A studio in Sao Paulo opens a new shot group and leaves the ensemble unspecified. A studio in Lagos does the same thing an hour later. What should the model put in frame? Left to its own defaults, most video and image models answer that question the same way regardless of who asked: a base prior trained on a Western-skewed slice of the internet. VisionX now answers it differently, because the default is one of the most-used settings on the platform and the current answer for every other tool we tested was the same one, no matter where the request came from.
The default is doing more work than it looks like
Cinema controls on VisionX include an ethnicity field, same as lens, lighting ratio, and camera body. Most requests leave it unset, which is exactly the point: the value of a good default is that people never have to think about it. So we built a map from roughly 150 ISO country codes to fourteen regional casting categories, keyed off the request's own geography. A new Shot Group opened from Brazil defaults to a Latin American ensemble. One opened from Nigeria defaults differently again. The model's baseline preference, whatever it happens to be, never gets to cast every unspecified request as if the world only has one region in it.

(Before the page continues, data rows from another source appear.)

//! Prometheus 指标模块
//!
//! 基于 metrics crate 和 metrics-exporter-prometheus 实现指标收集与导出，
//! 指标通过独立的 HTTP 端口暴露给 Prometheus 抓取。

use anyhow::Result;
use axum::{Router, routing::get};
use metrics_exporter_prometheus::{PrometheusBuilder, PrometheusHandle};
use std::net::SocketAddr;
use std::sync::OnceLock;
use tokio::net::TcpListener;
use tracing::{error, info};

use super::ObservabilityConfig;

static PROMETHEUS_HANDLE: OnceLock<PrometheusHandle> = OnceLock::new();

/// 指标服务器句柄，Drop 时终止导出任务
pub struct MetricsHandle {
    server_handle: tokio::task::JoinHandle<()>,
}

impl Drop for MetricsHandle {
    fn drop(&mut self) {
        self.server_handle.abort();
    }
}

/// 安装 Prometheus recorder 并启动 `/metrics` 服务
pub async fn init(config: &ObservabilityConfig) -> Result<MetricsHandle> {
    let handle = PrometheusBuilder::new().install_recorder()?;
    let _ = PROMETHEUS_HANDLE.set(handle.clone());

    describe_metrics(&config.service_name);

    let addr = SocketAddr::from(([0, 0, 0, 0], config.metrics_port));
    let server_handle = start_metrics_server(addr, handle).await?;

    Ok(MetricsHandle { server_handle })
}

fn describe_metrics(service_name: &str) {
    metrics::describe_counter!("http_requests_total", "Total number of HTTP requests");
    metrics::describe_histogram!(
        "http_request_duration_seconds",
        "HTTP request duration in seconds"
    );

    metrics::describe_counter!(
        "notification_jobs_total",
        "Notification jobs processed by workers, labelled by status"
    );
    metrics::describe_counter!(
        "notification_jobs_dropped_total",
        "Notification jobs dropped because the queue was full"
    );
    metrics::describe_histogram!(
        "notification_job_duration_seconds",
        "Time spent persisting one notification"
    );

    metrics::describe_counter!(
        "hub_broadcasts_total",
        "Hub broadcast outcomes by label: delivered, no_subscriber, slow_consumer, disconnected, closed, mailbox_full"
    );
    metrics::describe_gauge!("hub_online_clients", "Currently registered push clients");

    metrics::describe_counter!(
        "rate_limit_decisions_total",
        "Rate limiter decisions (admitted, rejected, unavailable)"
    );

    metrics::counter!("service_starts_total", "service" => service_name.to_string()).increment(1);
}

async fn start_metrics_server(
    addr: SocketAddr,
    handle: PrometheusHandle,
) -> Result<tokio::task::JoinHandle<()>> {
    let app = Router::new()
        .route("/metrics", get(move || std::future::ready(handle.render())))
        .route("/health", get(|| async { "OK" }));

    let listener = TcpListener::bind(addr).await?;
    info!("Metrics server listening on {}", addr);

    Ok(tokio::spawn(async move {
        if let Err(e) = axum::serve(listener, app).await {
            error!("Metrics server error: {}", e);
        }
    }))
}

/// 全局 Prometheus handle
pub fn get_handle() -> Option<&'static PrometheusHandle> {
    PROMETHEUS_HANDLE.get()
}

// ============================================================================
// 指标记录函数
// ============================================================================

/// 记录 HTTP 请求
#[inline]
pub fn record_http_request(method: &str, path: &str, status: u16, duration_secs: f64) {
    let status_str = status.to_string();
    metrics::counter!(
        "http_requests_total",
        "method" => method.to_string(),
        "path" => path.to_string(),
        "status" => status_str.clone()
    )
    .increment(1);

    metrics::histogram!(
        "http_request_duration_seconds",
        "method" => method.to_string(),
        "path" => path.to_string(),
        "status" => status_str
    )
    .record(duration_secs);
}

/// 记录一次通知持久化结果（success / failed）
#[inline]
pub fn record_notification_job(status: &'static str, duration_secs: f64) {
    metrics::counter!("notification_jobs_total", "status" => status).increment(1);
    metrics::histogram!("notification_job_duration_seconds").record(duration_secs);
}

/// 记录队列满导致的丢弃
#[inline]
pub fn record_notification_dropped() {
    metrics::counter!("notification_jobs_dropped_total").increment(1);
}

/// 记录一次广播投递结果
#[inline]
pub fn record_hub_broadcast(outcome: &'static str) {
    metrics::counter!("hub_broadcasts_total", "outcome" => outcome).increment(1);
}

/// 更新在线客户端数
#[inline]
pub fn set_hub_online(count: usize) {
    metrics::gauge!("hub_online_clients").set(count as f64);
}

/// 记录限流判定
#[inline]
pub fn record_rate_limit_decision(decision: &'static str) {
    metrics::counter!("rate_limit_decisions_total", "decision" => decision).increment(1);
}
use bytes::Bytes;
use tokio::sync::mpsc;
use uuid::Uuid;

/// 连接标识，区分同一用户的前后两条连接
pub type ConnectionId = Uuid;

/// 一个在线推送订阅者
///
/// 注册表中的条目持有 `outbound` 唯一的发送端；条目被移除即关闭通道，
/// 写任务随之结束。
#[derive(Debug)]
pub struct Client {
    user_id: String,
    id: ConnectionId,
    pub(crate) outbound: mpsc::Sender<Bytes>,
}

impl Client {
    /// 创建客户端及其出站通道的接收端（交给写任务）
    pub fn new(user_id: impl Into<String>, buffer: usize) -> (Self, mpsc::Receiver<Bytes>) {
        let (outbound, receiver) = mpsc::channel(buffer.max(1));
        let client = Self {
            user_id: user_id.into(),
            id: Uuid::now_v7(),
            outbound,
        };
        (client, receiver)
    }

    pub fn user_id(&self) -> &str {
        &self.user_id
    }

    pub fn id(&self) -> ConnectionId {
        self.id
    }
}
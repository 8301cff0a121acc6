use thiserror::Error;

/// Hub 错误类型
#[derive(Debug, Error, PartialEq, Eq)]
pub enum HubError {
    #[error("推送 Hub 已停止")]
    Stopped,

    #[error("推送 Hub 信箱已满，广播被丢弃")]
    MailboxFull,
}
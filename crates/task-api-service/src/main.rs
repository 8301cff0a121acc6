//! 任务服务 API 宿主
//!
//! 启动通知任务池、实时推送 Hub 与限流中间件，并在收到停止信号后按顺序关闭。

use std::sync::Arc;
use std::time::Duration;

use notification_worker::{JobPool, PgNotificationStore};
use realtime_hub::Hub;
use task_api_service::{
    auth::{JwtConfig, JwtManager},
    events::TaskEventPublisher,
    limiter::{RateLimiter, RedisCounterStore},
    routes,
    state::AppState,
};
use tasktrack_shared::{cache::Cache, config::AppConfig, database::Database, observability};
use tokio::net::TcpListener;
use tokio::sync::watch;
use tracing::{error, info, warn};

const SERVICE_NAME: &str = "task-api-service";

/// 等待任务池排空的上限，超时后通知 worker 放弃剩余任务
const POOL_DRAIN_TIMEOUT: Duration = Duration::from_secs(10);

#[tokio::main]
async fn main() -> anyhow::Result<()> {
    let config = AppConfig::load(SERVICE_NAME)?;
    config.validate()?;

    let obs_config = config.observability.clone().with_service_name(&config.service_name);
    let _guard = observability::init(&obs_config).await?;

    info!("Starting {} on {}", SERVICE_NAME, config.server_addr());

    // JWT 密钥：生产环境必须通过 TASKTRACK_AUTH__JWT_SECRET 注入
    if config.auth.uses_default_secret() {
        if config.is_production() {
            anyhow::bail!("生产环境必须设置 TASKTRACK_AUTH__JWT_SECRET");
        }
        warn!("Using default JWT secret - set TASKTRACK_AUTH__JWT_SECRET for production");
    }

    let db = Database::connect(&config.database).await?;
    let cache = Arc::new(Cache::new(&config.redis)?);

    // 通知任务池
    let (shutdown_tx, shutdown_rx) = watch::channel(false);
    let pool = Arc::new(JobPool::new(
        Arc::new(PgNotificationStore::new(db.clone())),
        config.notification.clone(),
    ));
    pool.start(shutdown_rx);

    // 推送 Hub：进程内唯一实例，经 AppState 注入
    let (hub, hub_task) = Hub::spawn(&config.hub);

    let rate_limiter = RateLimiter::new(
        Arc::new(RedisCounterStore::new(cache.clone())),
        &config.rate_limit,
    );
    info!(
        limit = rate_limiter.limit(),
        window_secs = rate_limiter.window().as_secs(),
        "限流器已初始化"
    );

    let state = AppState::new(
        JwtManager::new(JwtConfig::from(&config.auth)),
        rate_limiter,
        hub.clone(),
        TaskEventPublisher::new(Some(pool.clone()), Some(hub.clone())),
        db.clone(),
        cache,
    );

    let app = routes::build_router(state, &config.server);

    let listener = TcpListener::bind(config.server_addr()).await?;
    info!("Listening on {}", config.server_addr());

    // 优雅关闭：停止接收新连接并等待已有请求处理完毕
    axum::serve(listener, app)
        .with_graceful_shutdown(shutdown_signal())
        .await?;

    // 先停 Hub 断开所有推送连接，再排空通知任务
    hub.shutdown().await;
    if let Err(e) = hub_task.await {
        error!(error = %e, "推送 Hub 异常退出");
    }

    // 超时后发出取消信号，仍等待 worker 写完当前任务
    pool.stop_within(POOL_DRAIN_TIMEOUT, &shutdown_tx).await;

    db.close().await;
    info!("Server shutdown complete");

    Ok(())
}

/// 监听关闭信号
///
/// K8s 通过 SIGTERM 通知 Pod 停止；本地开发通过 Ctrl+C。
async fn shutdown_signal() {
    let ctrl_c = async {
        if let Err(e) = tokio::signal::ctrl_c().await {
            error!(error = %e, "注册 Ctrl+C 处理器失败");
            std::future::pending::<()>().await;
        }
    };

    #[cfg(unix)]
    let terminate = async {
        match tokio::signal::unix::signal(tokio::signal::unix::SignalKind::terminate()) {
            Ok(mut signal) => {
                signal.recv().await;
            }
            Err(e) => {
                error!(error = %e, "注册 SIGTERM 处理器失败");
                std::future::pending::<()>().await;
            }
        }
    };

    #[cfg(not(unix))]
    let terminate = std::future::pending::<()>();

    tokio::select! {
        _ = ctrl_c => info!("Received Ctrl+C, initiating graceful shutdown..."),
        _ = terminate => info!("Received SIGTERM, initiating graceful shutdown..."),
    }
}
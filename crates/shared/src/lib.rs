//! 共享库
//!
//! 包含所有服务共用的配置、错误处理、数据库连接、Redis 缓存和可观测性等基础设施代码。

pub mod cache;
pub mod config;
pub mod database;
pub mod error;
pub mod observability;
//! 固定窗口限流器
//!
//! 计数存放在共享存储中，多实例部署时共用同一份配额。一次准入判定
//! 在存储侧原子完成，同一主体的并发请求不会超出配额。
//!
//! 每个主体的状态变化：无窗口 → 有余量 → 耗尽 → (过期) → 无窗口

use std::collections::HashMap;
use std::sync::Arc;
use std::time::Duration;

use async_trait::async_trait;
use chrono::Utc;
use parking_lot::Mutex;
use tasktrack_shared::cache::{Cache, CacheKey, WindowAdmission};
use tasktrack_shared::config::{MAX_RATE_LIMIT_WINDOW_SECS, RateLimitConfig};
use tasktrack_shared::error::{Result, TaskError};
use tokio::time::Instant;

use crate::dto::RateLimitStatus;

/// 限流计数存储
#[cfg_attr(test, mockall::automock)]
#[async_trait]
pub trait CounterStore: Send + Sync {
    /// 原子地检查并扣减一次配额
    async fn acquire(&self, subject: &str, limit: i64, window: Duration)
    -> Result<WindowAdmission>;

    /// 当前窗口剩余配额，无窗口时返回 None
    async fn remaining(&self, subject: &str) -> Result<Option<i64>>;

    /// 当前窗口剩余时间，无窗口时返回 None
    async fn ttl(&self, subject: &str) -> Result<Option<Duration>>;
}

/// Redis 计数存储
pub struct RedisCounterStore {
    cache: Arc<Cache>,
}

impl RedisCounterStore {
    pub fn new(cache: Arc<Cache>) -> Self {
        Self { cache }
    }
}

#[async_trait]
impl CounterStore for RedisCounterStore {
    async fn acquire(
        &self,
        subject: &str,
        limit: i64,
        window: Duration,
    ) -> Result<WindowAdmission> {
        let window = bounded(window);
        let reset_at = Utc::now().timestamp() + window.as_secs() as i64;
        self.cache
            .acquire_window_slot(
                &CacheKey::rate_limit_remaining(subject),
                &CacheKey::rate_limit_reset(subject),
                limit,
                window,
                reset_at,
            )
            .await
    }

    async fn remaining(&self, subject: &str) -> Result<Option<i64>> {
        self.cache
            .get_i64(&CacheKey::rate_limit_remaining(subject))
            .await
    }

    async fn ttl(&self, subject: &str) -> Result<Option<Duration>> {
        self.cache.ttl(&CacheKey::rate_limit_remaining(subject)).await
    }
}

struct MemoryWindow {
    remaining: i64,
    reset_at: i64,
    expires_at: Instant,
}

/// 进程内计数存储，用于单实例开发环境和测试
///
/// 过期判断基于 tokio 时钟，测试中可暂停并手动推进。
#[derive(Default)]
pub struct MemoryCounterStore {
    windows: Mutex<HashMap<String, MemoryWindow>>,
}

impl MemoryCounterStore {
    pub fn new() -> Self {
        Self::default()
    }

    /// 当前保存的窗口数（含尚未清理的过期窗口）
    pub fn len(&self) -> usize {
        self.windows.lock().len()
    }

    pub fn is_empty(&self) -> bool {
        self.len() == 0
    }
}

#[async_trait]
impl CounterStore for MemoryCounterStore {
    async fn acquire(
        &self,
        subject: &str,
        limit: i64,
        window: Duration,
    ) -> Result<WindowAdmission> {
        let window = bounded(window);
        let now = Instant::now();
        let mut windows = self.windows.lock();

        if let Some(current) = windows
            .get_mut(subject)
            .filter(|current| current.expires_at > now)
        {
            if current.remaining <= 0 {
                return Ok(WindowAdmission {
                    admitted: false,
                    remaining: 0,
                    reset_at: current.reset_at,
                });
            }
            current.remaining -= 1;
            return Ok(WindowAdmission {
                admitted: true,
                remaining: current.remaining,
                reset_at: current.reset_at,
            });
        }

        // 开新窗口前清理所有已过期的主体，避免表无限增长
        windows.retain(|_, w| w.expires_at > now);

        let fresh = MemoryWindow {
            remaining: limit - 1,
            reset_at: Utc::now().timestamp() + window.as_secs() as i64,
            expires_at: now + window,
        };
        let admission = WindowAdmission {
            admitted: true,
            remaining: fresh.remaining,
            reset_at: fresh.reset_at,
        };
        windows.insert(subject.to_string(), fresh);
        Ok(admission)
    }

    async fn remaining(&self, subject: &str) -> Result<Option<i64>> {
        let now = Instant::now();
        Ok(self
            .windows
            .lock()
            .get(subject)
            .filter(|w| w.expires_at > now)
            .map(|w| w.remaining))
    }

    async fn ttl(&self, subject: &str) -> Result<Option<Duration>> {
        let now = Instant::now();
        Ok(self
            .windows
            .lock()
            .get(subject)
            .filter(|w| w.expires_at > now)
            .map(|w| w.expires_at - now))
    }
}

/// 限流器
pub struct RateLimiter {
    store: Arc<dyn CounterStore>,
    limit: i64,
    window: Duration,
}

impl RateLimiter {
    pub fn new(store: Arc<dyn CounterStore>, config: &RateLimitConfig) -> Self {
        Self {
            store,
            limit: config.limit.max(1),
            window: config.window(),
        }
    }

    pub fn limit(&self) -> i64 {
        self.limit
    }

    pub fn window(&self) -> Duration {
        self.window
    }

    /// 为一次请求做准入判定
    ///
    /// 存储访问失败时返回 `RateLimitUnavailable`，由调用方拒绝请求。
    pub async fn check(&self, subject: &str) -> Result<WindowAdmission> {
        self.store
            .acquire(subject, self.limit, self.window)
            .await
            .map_err(unavailable)
    }

    /// 查询主体的限流状态，不消耗配额
    pub async fn status(&self, subject: &str) -> Result<RateLimitStatus> {
        let remaining = self
            .store
            .remaining(subject)
            .await
            .map_err(unavailable)?
            .unwrap_or(self.limit)
            .clamp(0, self.limit);

        let reset = self
            .store
            .ttl(subject)
            .await
            .map_err(unavailable)?
            .map(|ttl| ttl.as_secs())
            .unwrap_or(0);

        Ok(RateLimitStatus { remaining, reset })
    }
}

fn bounded(window: Duration) -> Duration {
    window.clamp(
        Duration::from_secs(1),
        Duration::from_secs(MAX_RATE_LIMIT_WINDOW_SECS),
    )
}

fn unavailable(err: TaskError) -> TaskError {
    match err {
        TaskError::RateLimitUnavailable(_) => err,
        other => TaskError::RateLimitUnavailable(other.to_string()),
    }
}
//! 任务服务 API 宿主
//!
//! 承载通知任务池、实时推送 Hub 与分布式限流三个组件，对外提供：
//!
//! - `GET /health`、`GET /ready`：存活与就绪探针
//! - `GET /ws?token=`：实时推送 WebSocket
//! - `GET /api/rate-limit`：当前用户的限流状态（需认证，受限流约束）
//!
//! 任务 CRUD 处理器通过 [`events::TaskEventPublisher`] 发布任务变更事件。

pub mod auth;
pub mod dto;
pub mod error;
pub mod events;
pub mod handlers;
pub mod limiter;
pub mod middleware;
pub mod routes;
pub mod state;

pub use error::{ApiError, Result};
pub use events::{TaskEventPublisher, TaskSnapshot, TaskStatus};
pub use state::AppState;
//! HTTP 请求处理器模块

pub mod health;
pub mod rate_limit;
pub mod ws;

This isn't a filter bolted onto the output. It's a clause composed into the prompt before generation runs, the same layer that already handles lens character, film stock emulation, and lighting key. Ethnicity is cinema-grade input like everything else in that system, not an afterthought tacked onto a demographic checkbox.
Two explicit ways to opt out, on purpose
A regional default is still a default, and defaults are wrong exactly often enough to need an escape hatch. So the field also accepts unspecified, which drops the clause entirely and lets the model do whatever it would have done on its own, and ambiguous, which is useful for ensemble shots where you deliberately want the model to vary faces across a crowd rather than lock to one category. Neither of those is a fallback path bolted on for edge cases. They're first-class values in the same enum as every named region, because a caster who wants to override a default should never have to fight the tool to do it.
The header lesson we already had to learn once
Geography detection has a sharp edge we'd already hit before this feature existed: the platform sits behind Cloudflare in front of Vercel, and for a while our currency detection read the wrong header, so a signup from India got priced and geo-cast as if it originated from wherever Vercel's edge node happened to be, not where the request actually came from. We fixed that by reading cf-ipcountry ahead of the Vercel-native header, and we carried that exact precedence into the casting default too, with the same header order and the same explicit skip for the sentinel values a CDN emits when it genuinely doesn't know. Casting a shot from the correct region only matters if you can actually tell what region the request came from. We weren't going to ship a demographic default on top of a geography signal we'd already caught lying once.
None of this makes the casting choice for you. It just means the choice VisionX makes when you don't specify one looks like your market instead of a stranger's average of the internet, and it stays that way even as the infrastructure in front of the app changes.